Daftar Bank Penagih Tagihan Investee yang Gagal Bayar

Redaksi

Daftar Bank Penagih Tagihan Investee yang Gagal Bayar
Sumber: Kompas.com

Tim Likuidasi PT Investree Radhika Jaya (Dalam Likuidasi) telah resmi menutup periode pengajuan tagihan. Penutupan dilakukan pada 8 Juni 2025, menandai tahap penting dalam proses likuidasi perusahaan fintech lending tersebut.

Proses ini melibatkan jumlah penagih yang signifikan, membutuhkan waktu tambahan untuk verifikasi dan memastikan akurasi data. Mari kita telusuri lebih lanjut detail proses likuidasi Investree.

Jumlah Penagih dan Pihak yang Terlibat

Tercatat sebanyak 1.670 penagih telah mengajukan tagihan kepada Tim Likuidasi Investree.

Jumlah tersebut termasuk tiga bank besar di Indonesia: PT Bank Amar Indonesia Tbk, PT Bank Danamon Indonesia Tbk, dan PT Bank Raya Indonesia.

Selain lembaga perbankan, terdapat juga perusahaan besar seperti PT Global Digital Niaga Tbk (Blibli) dan Kantor Pelayanan Pajak (KPP) Madya Jakarta Selatan 1 yang turut mengajukan tagihan.

Proses Verifikasi Tagihan dan Waktu Tambahan

Tim Likuidasi Investree menjelaskan bahwa tingginya volume tagihan yang masuk memerlukan waktu tambahan untuk verifikasi.

Proses ini bertujuan untuk memastikan akurasi dan validitas data sebelum penentuan pembagian aset.

Tim likuidasi saat ini tengah fokus pada pengumpulan dan komparasi data untuk memastikan konsistensi dan kebenaran informasi yang diterima.

Hasil verifikasi dan informasi terkait proses likuidasi akan diumumkan secara berkala melalui situs resmi Investree.
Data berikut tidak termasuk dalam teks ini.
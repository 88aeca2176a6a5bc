//! `{placeholder}` prompt templates.
//!
//! `{name}` is replaced by the bound value, verbatim. `{{` and `}}` render
//! as literal braces. Rendering fails on any placeholder without a binding;
//! bindings the template does not reference are ignored.

use salespulse_core::TemplateError;
use std::collections::HashMap;

/// Named values substituted into a template.
#[derive(Debug, Clone, Default)]
pub struct Bindings {
    values: HashMap<String, String>,
}

impl Bindings {
    pub fn new() -> Self {
        Self::default()
    }

    pub fn bind(mut self, name: impl Into<String>, value: impl Into<String>) -> Self {
        self.values.insert(name.into(), value.into());
        self
    }

    pub fn get(&self, name: &str) -> Option<&str> {
        self.values.get(name).map(String::as_str)
    }
}

#[derive(Debug, Clone, Copy)]
enum Segment<'t> {
    Literal(&'t str),
    Placeholder(&'t str),
}

/// A named prompt with `{placeholder}` slots.
#[derive(Debug, Clone, Copy, PartialEq, Eq)]
pub struct PromptTemplate {
    pub name: &'static str,
    pub source: &'static str,
}

impl PromptTemplate {
    pub const fn new(name: &'static str, source: &'static str) -> Self {
        Self { name, source }
    }

    /// Placeholder names in order of appearance, duplicates removed.
    pub fn placeholders(&self) -> Result<Vec<&'static str>, TemplateError> {
        let mut names = Vec::new();
        for segment in self.parse()? {
            if let Segment::Placeholder(name) = segment
                && !names.contains(&name)
            {
                names.push(name);
            }
        }
        Ok(names)
    }

    pub fn render(&self, bindings: &Bindings) -> Result<String, TemplateError> {
        let mut out = String::with_capacity(self.source.len());
        for segment in self.parse()? {
            match segment {
                Segment::Literal(text) => out.push_str(text),
                Segment::Placeholder(name) => {
                    let value =
                        bindings
                            .get(name)
                            .ok_or_else(|| TemplateError::UnboundPlaceholder {
                                template: self.name.to_string(),
                                name: name.to_string(),
                            })?;
                    out.push_str(value);
                }
            }
        }
        Ok(out)
    }

    fn parse(&self) -> Result<Vec<Segment<'static>>, TemplateError> {
        let src = self.source;
        let bytes = src.as_bytes();
        let mut segments = Vec::new();
        let mut literal_start = 0;
        let mut i = 0;

        while i < bytes.len() {
            match bytes[i] {
                b'{' if bytes.get(i + 1) == Some(&b'{') => {
                    segments.push(Segment::Literal(&src[literal_start..=i]));
                    i += 2;
                    literal_start = i;
                }
                b'}' if bytes.get(i + 1) == Some(&b'}') => {
                    segments.push(Segment::Literal(&src[literal_start..=i]));
                    i += 2;
                    literal_start = i;
                }
                b'{' => {
                    let close = src[i + 1..].find('}').map(|n| i + 1 + n).ok_or_else(|| {
                        TemplateError::UnterminatedPlaceholder {
                            template: self.name.to_string(),
                            offset: i,
                        }
                    })?;
                    let name = src[i + 1..close].trim();
                    if name.is_empty() {
                        return Err(TemplateError::EmptyPlaceholder {
                            template: self.name.to_string(),
                            offset: i,
                        });
                    }
                    segments.push(Segment::Literal(&src[literal_start..i]));
                    segments.push(Segment::Placeholder(name));
                    i = close + 1;
                    literal_start = i;
                }
                _ => i += 1,
            }
        }
        segments.push(Segment::Literal(&src[literal_start..]));
        Ok(segments)
    }
}
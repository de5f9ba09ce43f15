use assert_cmd::Command;
use predicates::prelude::*;
use std::fs;
use tempfile::TempDir;

fn roster(dir: &TempDir) -> Command {
    let mut cmd = Command::cargo_bin("roster").unwrap();
    cmd.current_dir(dir.path())
        .env_remove("ROSTER_FILE")
        .env_remove("RUST_LOG")
        .env("NO_COLOR", "1");
    cmd
}

fn add(dir: &TempDir, name: &str, roll: &str, dept: &str, gpa: &str) {
    roster(dir)
        .args(["add", name, roll, dept, gpa, "555"])
        .assert()
        .success();
}

#[test]
fn add_then_view() {
    let dir = TempDir::new().unwrap();
    roster(&dir)
        .args(["add", "Alice", "R1", "CS", "3.5", "555"])
        .assert()
        .success()
        .stdout(predicate::str::contains("Student added (R1): Alice"));

    roster(&dir)
        .args(["view", "R1"])
        .assert()
        .success()
        .stdout(predicate::str::contains("Alice"))
        .stdout(predicate::str::contains("Department"));

    let on_disk = fs::read_to_string(dir.path().join(".roster/students.txt")).unwrap();
    assert_eq!(on_disk, "Alice,R1,CS,3.5,555\n");
}

#[test]
fn duplicate_roll_fails() {
    let dir = TempDir::new().unwrap();
    add(&dir, "Alice", "R1", "CS", "3.5");

    roster(&dir)
        .args(["add", "Bob", "R1", "EE", "2.0"])
        .assert()
        .failure()
        .stderr(predicate::str::contains("Roll number already exists: R1"));
}

#[test]
fn missing_roll_reports_not_found() {
    let dir = TempDir::new().unwrap();
    roster(&dir)
        .args(["delete", "R9"])
        .assert()
        .failure()
        .stderr(predicate::str::contains("Student not found: R9"));
}

#[test]
fn list_is_the_default_command() {
    let dir = TempDir::new().unwrap();
    roster(&dir)
        .assert()
        .success()
        .stdout(predicate::str::contains("No students found."));
}

#[test]
fn sort_then_list_json() {
    let dir = TempDir::new().unwrap();
    add(&dir, "C", "R3", "CS", "2.0");
    add(&dir, "A", "R1", "CS", "3.8");
    add(&dir, "B", "R2", "CS", "3.0");

    roster(&dir)
        .args(["sort", "gpa", "--desc"])
        .assert()
        .success()
        .stdout(predicate::str::contains("Sorted by GPA (descending)."));

    let output = roster(&dir).args(["list", "--json"]).output().unwrap();
    assert!(output.status.success());
    let listed: serde_json::Value = serde_json::from_slice(&output.stdout).unwrap();
    let rolls: Vec<_> = listed
        .as_array()
        .unwrap()
        .iter()
        .map(|s| s["roll"].as_str().unwrap().to_string())
        .collect();
    assert_eq!(rolls, vec!["R1", "R2", "R3"]);
}

#[test]
fn search_by_department() {
    let dir = TempDir::new().unwrap();
    add(&dir, "Ann", "R1", "Physics", "3.1");
    add(&dir, "Ben", "R2", "Chemistry", "3.2");

    roster(&dir)
        .args(["search", "--department", "Phys"])
        .assert()
        .success()
        .stdout(predicate::str::contains("Ann"))
        .stdout(predicate::str::contains("Ben").not());
}

#[test]
fn update_changes_selected_fields() {
    let dir = TempDir::new().unwrap();
    add(&dir, "Ann", "R1", "Physics", "3.1");

    roster(&dir)
        .args(["update", "R1", "--gpa", "3.9", "--roll", "R10"])
        .assert()
        .success()
        .stdout(predicate::str::contains("Student updated (R10): Ann"));

    let on_disk = fs::read_to_string(dir.path().join(".roster/students.txt")).unwrap();
    assert_eq!(on_disk, "Ann,R10,Physics,3.9,555\n");
}

#[test]
fn explicit_file_flag_is_used() {
    let dir = TempDir::new().unwrap();
    let file = dir.path().join("class.txt");

    roster(&dir)
        .arg("--file")
        .arg(&file)
        .args(["add", "Ann", "R1", "Physics", "3.1"])
        .assert()
        .success();

    assert!(file.exists());
    assert!(!dir.path().join(".roster/students.txt").exists());
}

#[test]
fn configured_max_gpa_is_enforced() {
    let dir = TempDir::new().unwrap();
    roster(&dir)
        .args(["config", "max-gpa", "4.0"])
        .assert()
        .success()
        .stdout(predicate::str::contains("max-gpa set to 4"));

    roster(&dir)
        .args(["add", "Ann", "R1", "Physics", "4.5"])
        .assert()
        .failure()
        .stderr(predicate::str::contains("GPA out of range"));
}

#[test]
fn bad_config_key_or_value_fails() {
    let dir = TempDir::new().unwrap();
    roster(&dir)
        .args(["config", "color", "red"])
        .assert()
        .failure()
        .stderr(predicate::str::contains("Error: Api Error: Unknown config key: color"));

    roster(&dir)
        .args(["config", "color"])
        .assert()
        .failure()
        .stderr(predicate::str::contains("Unknown config key: color"));

    roster(&dir)
        .args(["config", "max-gpa", "abc"])
        .assert()
        .failure()
        .stderr(predicate::str::contains("Invalid max-gpa: abc"));

    assert!(!dir.path().join(".roster/config.json").exists());
}

#[test]
fn non_finite_gpa_fails() {
    let dir = TempDir::new().unwrap();
    for gpa in ["NaN", "inf"] {
        roster(&dir)
            .args(["add", "Ann", "R1", "CS", gpa])
            .assert()
            .failure()
            .stderr(predicate::str::contains("GPA out of range"));
    }
    assert!(!dir.path().join(".roster/students.txt").exists());
}

#[test]
fn path_prints_data_file() {
    let dir = TempDir::new().unwrap();
    roster(&dir)
        .arg("path")
        .assert()
        .success()
        .stdout(predicate::str::contains("students.txt"));
}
Informasi bagi Lender dan Langkah Selanjutnya

Bagi lender yang telah mengajukan tagihan antara 9 April hingga 8 Juni 2025 dan belum terdaftar, diimbau untuk segera menghubungi Tim Likuidasi.

Mereka diminta untuk menyertakan bukti pengajuan tagihan sebagai dasar verifikasi.
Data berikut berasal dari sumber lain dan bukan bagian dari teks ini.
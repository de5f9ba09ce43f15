use clap::Parser;
use directories::ProjectDirs;
use roster::api::{
    CmdResult, ConfigAction, RosterApi, RosterPaths, SearchField, SortKey, StudentPatch,
};
use roster::config::RosterConfig;
use roster::error::{Result, RosterError};
use roster::model::{Scope, SortOrder, Student};
use roster::roster::Roster;
use roster::store::fs::FileStore;
use std::path::PathBuf;

mod args;
mod print;
use args::{Cli, Commands, SortBy};

fn main() {
    let cli = Cli::parse();
    roster::logging::init(cli.verbose);

    if let Err(e) = run(cli) {
        eprintln!("Error: {}", e);
        std::process::exit(1);
    }
}

struct AppContext {
    api: RosterApi<FileStore>,
    scope: Scope,
    json: bool,
}

fn run(cli: Cli) -> Result<()> {
    let mut ctx = init_context(&cli)?;

    match cli.command {
        Some(Commands::Add {
            name,
            roll,
            department,
            gpa,
            contact,
        }) => {
            let student = Student::new(name, roll, department, gpa, contact);
            let result = ctx.api.add_student(student)?;
            render(&ctx, &result)
        }
        Some(Commands::List) | None => {
            let result = ctx.api.list_students()?;
            render(&ctx, &result)
        }
        Some(Commands::View { roll }) => {
            let result = ctx.api.view_student(&roll)?;
            render(&ctx, &result)
        }
        Some(Commands::Update {
            roll,
            name,
            new_roll,
            department,
            gpa,
            contact,
        }) => {
            let patch = StudentPatch {
                name,
                roll: new_roll,
                department,
                gpa,
                contact,
            };
            let result = ctx.api.update_student(&roll, &patch)?;
            render(&ctx, &result)
        }
        Some(Commands::Delete { rolls }) => {
            let result = ctx.api.delete_students(&rolls)?;
            render(&ctx, &result)
        }
        Some(Commands::Search { name, department }) => {
            // clap requires one of the two flags
            let (field, term) = match name {
                Some(name) => (SearchField::Name, name),
                None => (SearchField::Department, department.unwrap_or_default()),
            };
            let result = ctx.api.search_students(field, &term)?;
            render(&ctx, &result)
        }
        Some(Commands::Sort { by, desc }) => {
            let key = match by {
                SortBy::Gpa => SortKey::Gpa,
                SortBy::Roll => SortKey::Roll,
            };
            let order = if desc {
                SortOrder::Descending
            } else {
                SortOrder::Ascending
            };
            let result = ctx.api.sort_students(key, order)?;
            render(&ctx, &result)
        }
        Some(Commands::Config { key, value }) => handle_config(&ctx, key, value),
        Some(Commands::Path) => {
            println!("{}", ctx.api.roster().store().path().display());
            Ok(())
        }
    }
}

fn init_context(cli: &Cli) -> Result<AppContext> {
    let cwd = std::env::current_dir().unwrap_or_else(|_| PathBuf::from("."));
    let project_dir = cwd.join(".roster");

    let global_dir = ProjectDirs::from("com", "roster", "roster")
        .map(|dirs| dirs.data_dir().to_path_buf())
        .ok_or_else(|| RosterError::Store("Could not determine data directory".to_string()))?;

    let scope = if cli.global {
        Scope::Global
    } else {
        Scope::Project
    };

    let paths = RosterPaths {
        project: Some(project_dir),
        global: global_dir,
    };
    let scope_dir = paths.scope_dir(scope)?;
    let config = RosterConfig::load(&scope_dir)?;

    let data_file = cli
        .file
        .clone()
        .unwrap_or_else(|| scope_dir.join(&config.data_file));
    tracing::debug!(path = %data_file.display(), ?scope, "opening roster");

    let roster = Roster::open(FileStore::new(&data_file)).with_max_gpa(config.max_gpa);
    let api = RosterApi::new(roster, paths);

    Ok(AppContext {
        api,
        scope,
        json: cli.json,
    })
}

fn render(ctx: &AppContext, result: &CmdResult) -> Result<()> {
    if ctx.json {
        let students = if result.listed.is_empty() {
            &result.affected
        } else {
            &result.listed
        };
        return print::print_json(students);
    }

    print::print_students(&result.listed);
    print::print_messages(&result.messages);
    Ok(())
}

fn handle_config(ctx: &AppContext, key: Option<String>, value: Option<String>) -> Result<()> {
    let action = match (key, value) {
        (None, _) => ConfigAction::ShowAll,
        (Some(key), None) => ConfigAction::ShowKey(key),
        (Some(key), Some(value)) => ConfigAction::Set(key, value),
    };

    let result = ctx.api.config(ctx.scope, action)?;
    if let Some(config) = &result.config {
        print::print_config(config);
    }
    print::print_messages(&result.messages);
    Ok(())
}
Hasil verifikasi tagihan akan diumumkan secara terpisah setelah proses selesai.

Proses likuidasi Investree merupakan kasus kompleks yang menyoroti pentingnya regulasi dan transparansi dalam industri fintech lending di Indonesia.
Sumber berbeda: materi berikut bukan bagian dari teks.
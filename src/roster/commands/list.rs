use crate::commands::{listing, CmdResult};
use crate::error::Result;
use crate::roster::Roster;
use crate::store::DataStore;

pub fn run<S: DataStore>(roster: &Roster<S>) -> Result<CmdResult> {
    Ok(listing(roster.view_all()))
}

#[cfg(test)]
mod tests {
    use super::*;
    use crate::store::memory::fixtures::StoreFixture;
    use crate::store::memory::InMemoryStore;

    #[test]
    fn lists_in_collection_order() {
        let roster = Roster::open(StoreFixture::new().with_students(3).store);
        let result = run(&roster).unwrap();

        let rolls: Vec<_> = result.listed.iter().map(|s| s.roll.as_str()).collect();
        assert_eq!(rolls, vec!["R1", "R2", "R3"]);
        assert!(result.messages.is_empty());
    }

    #[test]
    fn empty_roster_gets_a_hint() {
        let roster = Roster::open(InMemoryStore::new());
        let result = run(&roster).unwrap();
        assert!(result.listed.is_empty());
        assert_eq!(result.messages[0].content, "No students found.");
    }
}
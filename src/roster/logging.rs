use tracing_subscriber::EnvFilter;

/// Install the global subscriber. Log lines go to stderr so they never mix
/// with table or JSON output on stdout.
///
/// `RUST_LOG` wins when set; otherwise `warn`, or `debug` when verbose.
pub fn init(verbose: bool) {
    let default_level = if verbose { "debug" } else { "warn" };
    let env_filter =
        EnvFilter::try_from_default_env().unwrap_or_else(|_| EnvFilter::new(default_level));

    let _ = tracing_subscriber::fmt()
        .with_env_filter(env_filter)
        .with_writer(std::io::stderr)
        .with_target(false)
        .without_time()
        .try_init();
}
Otoritas Jasa Keuangan (OJK) terus memantau perkembangan kasus ini, termasuk keberadaan Adrian Gunadi yang menjadi buronan dalam kasus tersebut.

Langkah-langkah yang dilakukan Tim Likuidasi bertujuan untuk memastikan keadilan dan transparansi dalam proses pembagian aset kepada seluruh pihak yang berhak.

Proses likuidasi Investree akan terus berlanjut, dengan fokus utama pada penyelesaian verifikasi tagihan dan pembagian aset yang adil dan transparan. Kejelasan dan komunikasi yang efektif dari Tim Likuidasi kepada para penagih akan menjadi kunci keberhasilan proses ini.